The documentary’s title refers not to the supernatural but to the imposing shadow Sellers casts over everyone’s memories. A brilliant comic actor (at least in movies better than Noonday Sun), Sellers was notoriously “difficult” — a characterization he addresses in one of many archival interviews. During this ill-fated production, filmed largely and so unwisely aboard an actual ship at sea off the coast of Cyprus, he was evidently impossible, even faking a heart attack at one point to return to London for dinner with a princess.

More than just a talking heads ‘n’ clips film, The Ghost of Peter Sellers was filmed chiefly in Cyprus at the sites where the Noonday Sun disaster unfolded, which gives it the gravity of a pilgrimage. Medak’s 45-year-old wounds, from what was just his third feature — after the incredible success of The Ruling Class — are still tender. He’s not alone: At one point he arranges a roundtable with other directors who helmed Sellers pictures, an amazing bonding/therapy session to witness.

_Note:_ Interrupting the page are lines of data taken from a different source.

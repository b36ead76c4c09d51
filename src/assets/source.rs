use std::fmt;
use std::path::{Path, PathBuf};
use std::sync::Arc;
use std::time::Duration;

use base64::Engine as _;
use base64::engine::general_purpose::STANDARD;

use crate::assets::RasterImage;
use crate::assets::decode::decode_image;
use crate::foundation::error::{TextBehindError, TextBehindResult};

/// Where the source photograph comes from.
#[derive(Clone, Debug, PartialEq, Eq)]
pub enum ImageSource {
    /// Filesystem path; relative paths resolve against the acquirer's root.
    Path(PathBuf),
    /// `file://` URL, already converted to a path.
    FileUrl(PathBuf),
    /// Complete `data:` URL.
    DataUrl(String),
    /// `http://` or `https://` URL.
    Remote(String),
    /// Encoded image bytes held in memory.
    Bytes(Arc<[u8]>),
}

impl ImageSource {
    /// Classify a source reference by its scheme.
    pub fn parse(reference: &str) -> Self {
        let trimmed = reference.trim();
        let lower = trimmed.to_ascii_lowercase();
        if lower.starts_with("data:") {
            Self::DataUrl(trimmed.to_string())
        } else if lower.starts_with("http://") || lower.starts_with("https://") {
            Self::Remote(trimmed.to_string())
        } else if lower.starts_with("file://") {
            let rest = &trimmed["file://".len()..];
            // `file://localhost/x` and `file:///x` both name `/x`.
            let rest = rest.strip_prefix("localhost").unwrap_or(rest);
            let decoded = percent_decode(rest);
            Self::FileUrl(PathBuf::from(String::from_utf8_lossy(&decoded).into_owned()))
        } else {
            Self::Path(PathBuf::from(trimmed))
        }
    }

    /// Wrap encoded bytes.
    pub fn from_bytes(bytes: impl Into<Arc<[u8]>>) -> Self {
        Self::Bytes(bytes.into())
    }
}

impl From<&str> for ImageSource {
    fn from(value: &str) -> Self {
        Self::parse(value)
    }
}

impl fmt::Display for ImageSource {
    fn fmt(&self, f: &mut fmt::Formatter<'_>) -> fmt::Result {
        match self {
            Self::Path(p) => write!(f, "{}", p.display()),
            Self::FileUrl(p) => write!(f, "file://{}", p.display()),
            Self::DataUrl(s) => {
                let head = s.split(',').next().unwrap_or("data:");
                write!(f, "{head},<{} chars>", s.len())
            }
            Self::Remote(url) => f.write_str(url),
            Self::Bytes(b) => write!(f, "<{} bytes>", b.len()),
        }
    }
}

impl<'de> serde::Deserialize<'de> for ImageSource {
    fn deserialize<D>(deserializer: D) -> Result<Self, D::Error>
    where
        D: serde::Deserializer<'de>,
    {
        let s = String::deserialize(deserializer)?;
        if s.trim().is_empty() {
            return Err(serde::de::Error::custom("image source must be non-empty"));
        }
        Ok(Self::parse(&s))
    }
}

/// Credential policy attached to an acquisition, mirroring fetch/CORS credential modes.
#[derive(Clone, Copy, Debug, Default, PartialEq, Eq)]
pub enum CredentialsMode {
    /// Never send credentials.
    Omit,
    /// Send credentials only to the same origin.
    #[default]
    SameOrigin,
    /// Always send credentials.
    Include,
}

/// One image acquisition request.
#[derive(Clone, Debug, PartialEq, Eq)]
pub struct AcquireRequest {
    /// Source reference.
    pub source: ImageSource,
    /// Credential policy for network sources.
    pub credentials: CredentialsMode,
}

impl AcquireRequest {
    /// Request with same-origin credential semantics.
    pub fn same_origin(source: ImageSource) -> Self {
        Self {
            source,
            credentials: CredentialsMode::SameOrigin,
        }
    }
}

/// Fetches and decodes the source photograph.
///
/// Implementations resolve once the image is fully decoded and its natural size is known, or fail
/// when the source cannot be fetched or decoded.
#[allow(async_fn_in_trait)]
pub trait ImageAcquirer {
    /// Acquire and decode one image.
    async fn acquire(&self, request: &AcquireRequest) -> TextBehindResult<RasterImage>;
}

impl<A: ImageAcquirer + ?Sized> ImageAcquirer for &A {
    async fn acquire(&self, request: &AcquireRequest) -> TextBehindResult<RasterImage> {
        (**self).acquire(request).await
    }
}

/// Acquirer for local sources: paths, `file://` and `data:` URLs, and in-memory bytes.
#[derive(Clone, Debug)]
pub struct LocalImageAcquirer {
    root: PathBuf,
}

impl LocalImageAcquirer {
    /// Resolve relative paths against `root`.
    pub fn new(root: impl Into<PathBuf>) -> Self {
        Self { root: root.into() }
    }

    fn resolve_path(&self, path: &Path) -> PathBuf {
        if path.is_absolute() {
            path.to_path_buf()
        } else {
            self.root.join(path)
        }
    }

    async fn read_file(&self, path: &Path) -> TextBehindResult<Vec<u8>> {
        tokio::fs::read(path).await.map_err(|e| {
            TextBehindError::acquisition(format!("failed to read '{}': {e}", path.display()))
        })
    }
}

impl Default for LocalImageAcquirer {
    fn default() -> Self {
        Self::new(".")
    }
}

impl ImageAcquirer for LocalImageAcquirer {
    async fn acquire(&self, request: &AcquireRequest) -> TextBehindResult<RasterImage> {
        tracing::debug!(
            source = %request.source,
            credentials = ?request.credentials,
            "acquire image"
        );
        let decoded = match &request.source {
            ImageSource::Path(p) => decode_image(&self.read_file(&self.resolve_path(p)).await?),
            ImageSource::FileUrl(p) => decode_image(&self.read_file(p).await?),
            ImageSource::DataUrl(url) => decode_image(&decode_data_url(url)?),
            ImageSource::Bytes(bytes) => decode_image(bytes),
            ImageSource::Remote(url) => {
                return Err(TextBehindError::acquisition(format!(
                    "remote fetch is not supported by the local acquirer: {url}"
                )));
            }
        };
        decoded.map_err(|e| {
            TextBehindError::acquisition(format!("{}: {}", request.source, describe(&e)))
        })
    }
}

fn describe(err: &TextBehindError) -> String {
    match err {
        TextBehindError::Other(e) => format!("{e:#}"),
        e => e.to_string(),
    }
}

/// Decode the payload of a `data:` URL.
pub(crate) fn decode_data_url(url: &str) -> TextBehindResult<Vec<u8>> {
    let rest = url
        .get(..5)
        .filter(|scheme| scheme.eq_ignore_ascii_case("data:"))
        .map(|_| &url[5..])
        .ok_or_else(|| TextBehindError::acquisition("not a data: URL"))?;
    let (meta, payload) = rest
        .split_once(',')
        .ok_or_else(|| TextBehindError::acquisition("data: URL has no ',' separator"))?;

    if meta.to_ascii_lowercase().ends_with(";base64") {
        let compact: String = payload.chars().filter(|c| !c.is_whitespace()).collect();
        STANDARD
            .decode(compact.as_bytes())
            .map_err(|e| TextBehindError::acquisition(format!("invalid base64 in data: URL: {e}")))
    } else {
        Ok(percent_decode(payload))
    }
}

fn percent_decode(s: &str) -> Vec<u8> {
    let bytes = s.as_bytes();
    let mut out = Vec::with_capacity(bytes.len());
    let mut i = 0;
    while i < bytes.len() {
        if bytes[i] == b'%' && i + 2 < bytes.len() {
            let hex = std::str::from_utf8(&bytes[i + 1..i + 3]).ok();
            if let Some(v) = hex.and_then(|h| u8::from_str_radix(h, 16).ok()) {
                out.push(v);
                i += 3;
                continue;
            }
        }
        out.push(bytes[i]);
        i += 1;
    }
    out
}

/// Outcome of a time-bounded acquisition.
#[derive(Debug)]
pub enum Acquisition {
    /// The image decoded.
    Ready(RasterImage),
    /// The acquirer reported a failure.
    Failed(TextBehindError),
    /// The deadline passed first.
    TimedOut(Duration),
}

impl Acquisition {
    /// Collapse into a result.
    pub fn into_result(self) -> TextBehindResult<RasterImage> {
        match self {
            Self::Ready(img) => Ok(img),
            Self::Failed(e) => Err(e),
            Self::TimedOut(after) => Err(TextBehindError::AcquisitionTimedOut(after)),
        }
    }
}

/// Run an acquisition, bounded by `timeout` when one is given.
///
/// With `timeout == None` this waits for as long as the acquirer takes.
pub async fn acquire_with_deadline<A: ImageAcquirer>(
    acquirer: &A,
    request: &AcquireRequest,
    timeout: Option<Duration>,
) -> Acquisition {
    let outcome = match timeout {
        None => acquirer.acquire(request).await,
        Some(after) => match tokio::time::timeout(after, acquirer.acquire(request)).await {
            Ok(outcome) => outcome,
            Err(_) => return Acquisition::TimedOut(after),
        },
    };
    match outcome {
        Ok(img) => Acquisition::Ready(img),
        Err(e) => Acquisition::Failed(e),
    }
}

#[cfg(test)]
#[path = "../../tests/unit/assets/source.rs"]
mod tests;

Unlike other documentaries about ill-fated movie productions, Ghost makes no case that its subject is a lost masterpiece. Rather, it’s a case study in naiveté (Medak’s) and hubris (Sellers’) and the havoc they bring down on countless other lives, from co-star Tony Franciosa to Cypriot locals to the stunt coordinator. It takes an incredible crew to make a movie, but it can take only one man to bring it crashing down around them. Ghost will make you glad you never saw Noonday Sun — scenes from which look awful quite apart from the production woes — but anyone interested in the history and craft of moviemaking should certainly see this documentary.

Grade: A. Not rated, but PG-13 equivalent. Available May 22 from the Sofa Cinema streaming video program on the Grail Moviehouse website.